In the sentence before that passage Rich opines
Once again its astringent distillation of life and death in the fictional early-20th-century town of Grover’s Corners, N.H., is desperately needed to help strip away "layers and layers of nonsense" so Americans can remember who we are — and how lost we got in the boom before our bust.
For those who might not know, Rich long served as the drama critic for the Ny Times, which may be why he chooses to use an emblematic American play to help us understand our current situation. He tells us that Wilder was not nostalgic or sentimental, that Grover's Corner had ordinary people, not saints, a range, a mix.
But when the narrator evokes a common national good and purpose — unfurling our country’s full name in the rhetorical manner also favored by our current president — you feel the graveyard’s chill wind. It’s a trace memory of an American faith we soiled and buried with all our own nonsense in the first decade of our new century.
Rich illustrates this with the recent letter Warren Buffett sent his shareholders, in which the Sage of Omaha described the recent performance of Berkshire Hathaway in terms derived from venereal disease - it is not whom you sleep with, but whom they slept with. Rich furthers this metaphor by noting that our government is "rewarding the most promiscuous carrier of them all" in AIG, "precisely because it can’t be disentangled from all the careless (and unidentified) trading partners sharing its infection. " Rich uses the losses suffered personally by Eli Wiesel and by his foundation trhough Bernie Madoff to illustrate how far we had lost moral compass.
There are many more illustrations in the piece. You can read them at your leisure. I want to return to the cemetary.
In some ways I feel as if I am back in that third act. In a sense I have died just as much did my character in that play. Oh, it is not that I have lost a job or am yet in danger of losing my house, although our household finances are quite dire right now. Rather, it is a product of my age. I am the child of parents who lived through the Great Depression, my parents graduating from Cornell in 1932 and 1934. I and too many of my generation seemed to have died to the lessons our parents learned about economic caution. Our entire nation seems to have thought that - mirabile dictu - the economy would expand indefinitely, house and stock prices would continue to increase, the downside of the business cycle was repealed forever.
During the third act Wally sits on stage, with the other deceased of Grover's Corners. We sit in silent witness, almost as a nonspeaking Greek Chorus. The world unfolds before us, with Emily's foolish attempt to go back to the past, only to learn that she cannot really relive it. We watched that. And now? I and others sit here and watch some attempting to go back to a past that never was, some ideal of Republican policy perhaps? Do they not realize that the bubble and boom was never fully real, it was illusory, fueled by an insatiable greed that sucked all into a destructive whirlwind that dashed the hopes and dreams of millions of others. Even in the supposed boom of the past administration most did not benefit, as the focus of our economics and our politics became ever further removed from the ordinary folks of this nation, those who lived perhaps not in a mythical Grover's Corner, but in far too many neighborhoods that were already being torn apart before the bubble burst. They, too, found themselves sitting on the stage of our nation, without voice, only able offer witness through their silence and their unchanging countenances. They were not heard, and most remained as unaware of their presence as they are of the spirits in the many graveyards, real and metaphorical, across this nation. Some are towns and neighborhoods that have been destroyed economically, with stores and homes emptied and abandoned. These too serve as silent and unmoving witnesses.
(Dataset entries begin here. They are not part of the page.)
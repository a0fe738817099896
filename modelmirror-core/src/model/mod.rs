//! Model ingestion: every supported representation is adapted into a single
//! [`Predictor`] at load time.

pub mod estimator;
#[cfg(feature = "onnx")]
pub mod onnx;
pub mod python;

pub use estimator::{LinearEstimator, Link};
pub use python::{PythonModelSource, PythonPredictor, PythonRuntime};

use crate::config::PythonConfig;
use crate::data::{Dataset, Label};
use crate::error::{AuditError, Result};
use async_trait::async_trait;
use serde::{Deserialize, Serialize};
use std::fmt;
use std::path::{Path, PathBuf};
use tracing::info;

/// The representation a model was loaded from.
#[derive(Debug, Clone, Copy, PartialEq, Eq, Serialize, Deserialize)]
#[serde(rename_all = "snake_case")]
pub enum ModelKind {
    SerializedEstimator,
    ScriptFactory,
    CompiledGraph,
}

impl fmt::Display for ModelKind {
    fn fmt(&self, f: &mut fmt::Formatter<'_>) -> fmt::Result {
        let s = match self {
            ModelKind::SerializedEstimator => "serialized estimator",
            ModelKind::ScriptFactory => "script factory",
            ModelKind::CompiledGraph => "compiled graph",
        };
        f.write_str(s)
    }
}

/// Maps feature rows to one predicted label per row.
#[async_trait]
pub trait Predictor: Send + Sync {
    fn kind(&self) -> ModelKind;

    /// Feature columns the model was trained on, when it declares them.
    fn feature_names(&self) -> Option<&[String]>;

    async fn predict(&self, rows: &Dataset) -> Result<Vec<Label>>;

    /// Predict several frames, one label vector per frame. Adapters with a
    /// per-call startup cost answer the whole batch in one round trip.
    async fn predict_many(&self, frames: &[Dataset]) -> Result<Vec<Vec<Label>>> {
        let mut batches = Vec::with_capacity(frames.len());
        for frame in frames {
            batches.push(self.predict(frame).await?);
        }
        Ok(batches)
    }
}

/// Encodings of a serialized estimator.
#[derive(Debug, Clone)]
pub enum EstimatorEncoding {
    /// Native JSON linear model, evaluated in-process.
    Json(LinearEstimator),
    /// Python pickle/joblib file, evaluated in a subprocess.
    Pickle(PathBuf),
}

/// A model file, classified but not yet adapted.
#[derive(Debug, Clone)]
pub enum ModelArtifact {
    SerializedEstimator(EstimatorEncoding),
    ScriptFactory { path: PathBuf },
    CompiledGraph { bytes: Vec<u8> },
}

impl ModelArtifact {
    /// Classify a model file by extension and read what is needed to adapt it.
    pub async fn from_path(path: &Path) -> Result<Self> {
        if !path.is_file() {
            return Err(AuditError::invalid_model(format!(
                "Model file not found: {}",
                path.display()
            )));
        }
        let ext = path
            .extension()
            .and_then(|e| e.to_str())
            .map(str::to_ascii_lowercase);
        match ext.as_deref() {
            Some("json") => {
                let bytes = tokio::fs::read(path).await?;
                Ok(Self::SerializedEstimator(EstimatorEncoding::Json(
                    LinearEstimator::from_json(&bytes)?,
                )))
            }
            Some("pkl" | "pickle" | "joblib") => Ok(Self::SerializedEstimator(
                EstimatorEncoding::Pickle(path.to_path_buf()),
            )),
            Some("py") => Ok(Self::ScriptFactory {
                path: path.to_path_buf(),
            }),
            Some("onnx") => Ok(Self::CompiledGraph {
                bytes: tokio::fs::read(path).await?,
            }),
            _ => Err(AuditError::unsupported_format(format!(
                "Unsupported model file {} (expected .json, .pkl, .joblib, .py or .onnx)",
                path.display()
            ))),
        }
    }

    pub fn kind(&self) -> ModelKind {
        match self {
            Self::SerializedEstimator(_) => ModelKind::SerializedEstimator,
            Self::ScriptFactory { .. } => ModelKind::ScriptFactory,
            Self::CompiledGraph { .. } => ModelKind::CompiledGraph,
        }
    }

    /// Adapt the artifact into a uniform predictor.
    pub async fn into_predictor(self, config: &PythonConfig) -> Result<Box<dyn Predictor>> {
        match self {
            Self::SerializedEstimator(EstimatorEncoding::Json(estimator)) => Ok(Box::new(estimator)),
            Self::SerializedEstimator(EstimatorEncoding::Pickle(path)) => {
                let source = PythonModelSource::Pickle { path };
                Ok(Box::new(PythonPredictor::load(source, config).await?))
            }
            Self::ScriptFactory { path } => {
                let source = PythonModelSource::Factory {
                    path,
                    factory: config.factory_name.clone(),
                };
                Ok(Box::new(PythonPredictor::load(source, config).await?))
            }
            Self::CompiledGraph { bytes } => compiled_graph(&bytes),
        }
    }
}

#[cfg(feature = "onnx")]
fn compiled_graph(bytes: &[u8]) -> Result<Box<dyn Predictor>> {
    Ok(Box::new(onnx::OnnxPredictor::from_bytes(bytes)?))
}

#[cfg(not(feature = "onnx"))]
fn compiled_graph(_bytes: &[u8]) -> Result<Box<dyn Predictor>> {
    Err(AuditError::unsupported_format(
        "Compiled inference graphs require the `onnx` feature",
    ))
}

/// Load and adapt a model file.
pub async fn load_model(path: &Path, config: &PythonConfig) -> Result<Box<dyn Predictor>> {
    let artifact = ModelArtifact::from_path(path).await?;
    let kind = artifact.kind();
    let predictor = artifact.into_predictor(config).await?;
    info!(
        path = %path.display(),
        kind = %kind,
        features = predictor.feature_names().map_or(0, <[String]>::len),
        "Loaded model"
    );
    Ok(predictor)
}

/// Columns handed to the model: its declared features when it has them,
/// otherwise every column except the target.
pub fn feature_frame(dataset: &Dataset, predictor: &dyn Predictor, target: &str) -> Result<Dataset> {
    match predictor.feature_names() {
        Some(features) => {
            let missing: Vec<&str> = features
                .iter()
                .map(String::as_str)
                .filter(|f| !dataset.has_column(f))
                .collect();
            if !missing.is_empty() {
                return Err(AuditError::column_not_found(format!(
                    "model features missing from dataset: {}",
                    missing.join(", ")
                )));
            }
            dataset.select(features)
        }
        None => Ok(dataset.without(target)),
    }
}

/// Predict and check that exactly one label came back per row.
pub async fn predict_checked(predictor: &dyn Predictor, rows: &Dataset) -> Result<Vec<Label>> {
    let predictions = predictor.predict(rows).await?;
    if predictions.len() != rows.n_rows() {
        return Err(AuditError::prediction(format!(
            "Model returned {} predictions for {} rows",
            predictions.len(),
            rows.n_rows()
        )));
    }
    Ok(predictions)
}

/// Batched [`predict_checked`]: one label vector per frame, each as long as its frame.
pub async fn predict_many_checked(
    predictor: &dyn Predictor,
    frames: &[Dataset],
) -> Result<Vec<Vec<Label>>> {
    let batches = predictor.predict_many(frames).await?;
    if batches.len() != frames.len() {
        return Err(AuditError::prediction(format!(
            "Model answered {} of {} frames",
            batches.len(),
            frames.len()
        )));
    }
    for (predictions, frame) in batches.iter().zip(frames) {
        if predictions.len() != frame.n_rows() {
            return Err(AuditError::prediction(format!(
                "Model returned {} predictions for {} rows",
                predictions.len(),
                frame.n_rows()
            )));
        }
    }
    Ok(batches)
}

#[cfg(test)]
mod tests {
    use super::*;
    use crate::data::Column;

    /// Predicts the same label for every row; declares no features.
    struct Constant(Label);

    #[async_trait]
    impl Predictor for Constant {
        fn kind(&self) -> ModelKind {
            ModelKind::ScriptFactory
        }

        fn feature_names(&self) -> Option<&[String]> {
            None
        }

        async fn predict(&self, rows: &Dataset) -> Result<Vec<Label>> {
            Ok(vec![self.0.clone(); rows.n_rows().saturating_sub(1)])
        }
    }

    fn dataset() -> Dataset {
        Dataset::new(vec![
            Column::numeric("age", [25.0, 30.0]),
            Column::numeric("income", [50000.0, 60000.0]),
            Column::numeric("target", [0.0, 1.0]),
        ])
        .unwrap()
    }

    #[tokio::test]
    async fn test_json_estimator_from_path() {
        let dir = tempfile::tempdir().unwrap();
        let path = dir.path().join("model.json");
        std::fs::write(&path, r#"{"features": ["income"], "coefficients": [0.001]}"#).unwrap();

        let predictor = load_model(&path, &PythonConfig::default()).await.unwrap();
        assert_eq!(predictor.kind(), ModelKind::SerializedEstimator);
        let frame = feature_frame(&dataset(), predictor.as_ref(), "target").unwrap();
        assert_eq!(frame.column_names(), vec!["income"]);
        let preds = predict_checked(predictor.as_ref(), &frame).await.unwrap();
        assert_eq!(preds.len(), 2);
    }

    #[tokio::test]
    async fn test_classifies_by_extension() {
        let dir = tempfile::tempdir().unwrap();
        let script = dir.path().join("model.py");
        std::fs::write(&script, "def build_model():\n    return None\n").unwrap();
        let artifact = ModelArtifact::from_path(&script).await.unwrap();
        assert_eq!(artifact.kind(), ModelKind::ScriptFactory);

        let pickle = dir.path().join("model.joblib");
        std::fs::write(&pickle, b"\x80\x04").unwrap();
        let artifact = ModelArtifact::from_path(&pickle).await.unwrap();
        assert_eq!(artifact.kind(), ModelKind::SerializedEstimator);

        let weird = dir.path().join("model.h5");
        std::fs::write(&weird, b"").unwrap();
        let err = ModelArtifact::from_path(&weird).await.unwrap_err();
        assert!(matches!(err, AuditError::UnsupportedFormat(_)));
    }

    #[tokio::test]
    async fn test_missing_model_file() {
        let err = ModelArtifact::from_path(Path::new("/nonexistent/model.json"))
            .await
            .unwrap_err();
        assert!(matches!(err, AuditError::InvalidModelDefinition(_)));
    }

    #[cfg(not(feature = "onnx"))]
    #[tokio::test]
    async fn test_compiled_graph_requires_feature() {
        let artifact = ModelArtifact::CompiledGraph { bytes: vec![0u8; 4] };
        let err = artifact
            .into_predictor(&PythonConfig::default())
            .await
            .err()
            .unwrap();
        assert!(matches!(err, AuditError::UnsupportedFormat(_)));
    }

    #[test]
    fn test_feature_frame_without_declared_features() {
        let model = Constant(Label::Int(1));
        let frame = feature_frame(&dataset(), &model, "target").unwrap();
        assert_eq!(frame.column_names(), vec!["age", "income"]);
    }

    #[test]
    fn test_feature_frame_reports_missing_features() {
        let model = LinearEstimator::from_json(
            br#"{"features": ["income", "zip"], "coefficients": [1.0, 1.0]}"#,
        )
        .unwrap();
        let err = feature_frame(&dataset(), &model, "target").unwrap_err();
        assert!(err.to_string().contains("zip"));
    }

    #[tokio::test]
    async fn test_predict_checked_rejects_short_output() {
        let model = Constant(Label::Int(1));
        let err = predict_checked(&model, &dataset()).await.unwrap_err();
        assert!(matches!(err, AuditError::Prediction(_)));
    }

    #[tokio::test]
    async fn test_default_predict_many_answers_each_frame() {
        let model = LinearEstimator::from_json(br#"{"features": ["income"], "coefficients": [0.001]}"#)
            .unwrap();
        let frame = dataset().select(&["income".to_string()]).unwrap();
        let frames = vec![frame.clone(), frame.take_rows(&[1])];
        let batches = predict_many_checked(&model, &frames).await.unwrap();
        assert_eq!(batches.len(), 2);
        assert_eq!(batches[0].len(), 2);
        assert_eq!(batches[1], vec![batches[0][1].clone()]);
    }

    #[tokio::test]
    async fn test_predict_many_checked_rejects_short_batch() {
        let model = Constant(Label::Int(1));
        let err = predict_many_checked(&model, &[dataset()]).await.unwrap_err();
        assert!(matches!(err, AuditError::Prediction(_)));
        assert!(predict_many_checked(&model, &[]).await.unwrap().is_empty());
    }
}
Rich writes that the remnants of the recent orgy of decadence and bad taste of the past decade are useful in that they remind us of how aberrant that time was, how unAmerican, how not normal. And he concludes thus:
The true American faith endures in "Our Town." The key word in its title is the collective "our," just as "united" is the resonant note hit by the new president when saying the full name of the country. The notion that Americans must all rise and fall together is the ideal we still yearn to reclaim, and that a majority voted for in November. But how we get there from this economic graveyard is a challenge rapidly rivaling the one that faced Wilder’s audience in that dark late winter of 1938.
It was a challenge, especially for me, to sit on that stage silently for the entire third act. I suppose when the play was first performed many in the audience paid as much attention to those of us who were dead as it did to the characters speaking and moving - after all, eventually Emily would sit down and join us. And yes, it was a challenge for that audience, almost a decade into the Great Depression, to see a path other than what that graveyard might represent. And yet, and yet . . . somehow the spirit of the American people was never fully exhausted. As it is not exhausted now, perhaps a year into our recession, with a worldwide depression not an unrealistic possibility.
Great drama, like great poetry or fiction, can take us beyond the limits of our own immediate existence. Sometimes it can elevate us, at others it can challenge us. We can find exhilaration or enervation. It can take us out of ourselves or bring us back to our very roots. I have watched the play "Our Town" differently since I appeared in it during my early teens. Rich's use of it as a lens through which to view our current imbroglio reminds me that there is a part of me, and I suspect of many, that is torn by the play. One part of me wants to be the Stage Manager, who narrates, who explains, because he understands. Part of me wishes even for a moment, however painful, that like Emily Webb I could go back to some time in the past. And then I remember what that experience was like for her. And then I wonder further - is Wilder on to something, will we at some point not totally cease to be, but be like Wally and the others, seated and able to see and hear all, but not speak or act?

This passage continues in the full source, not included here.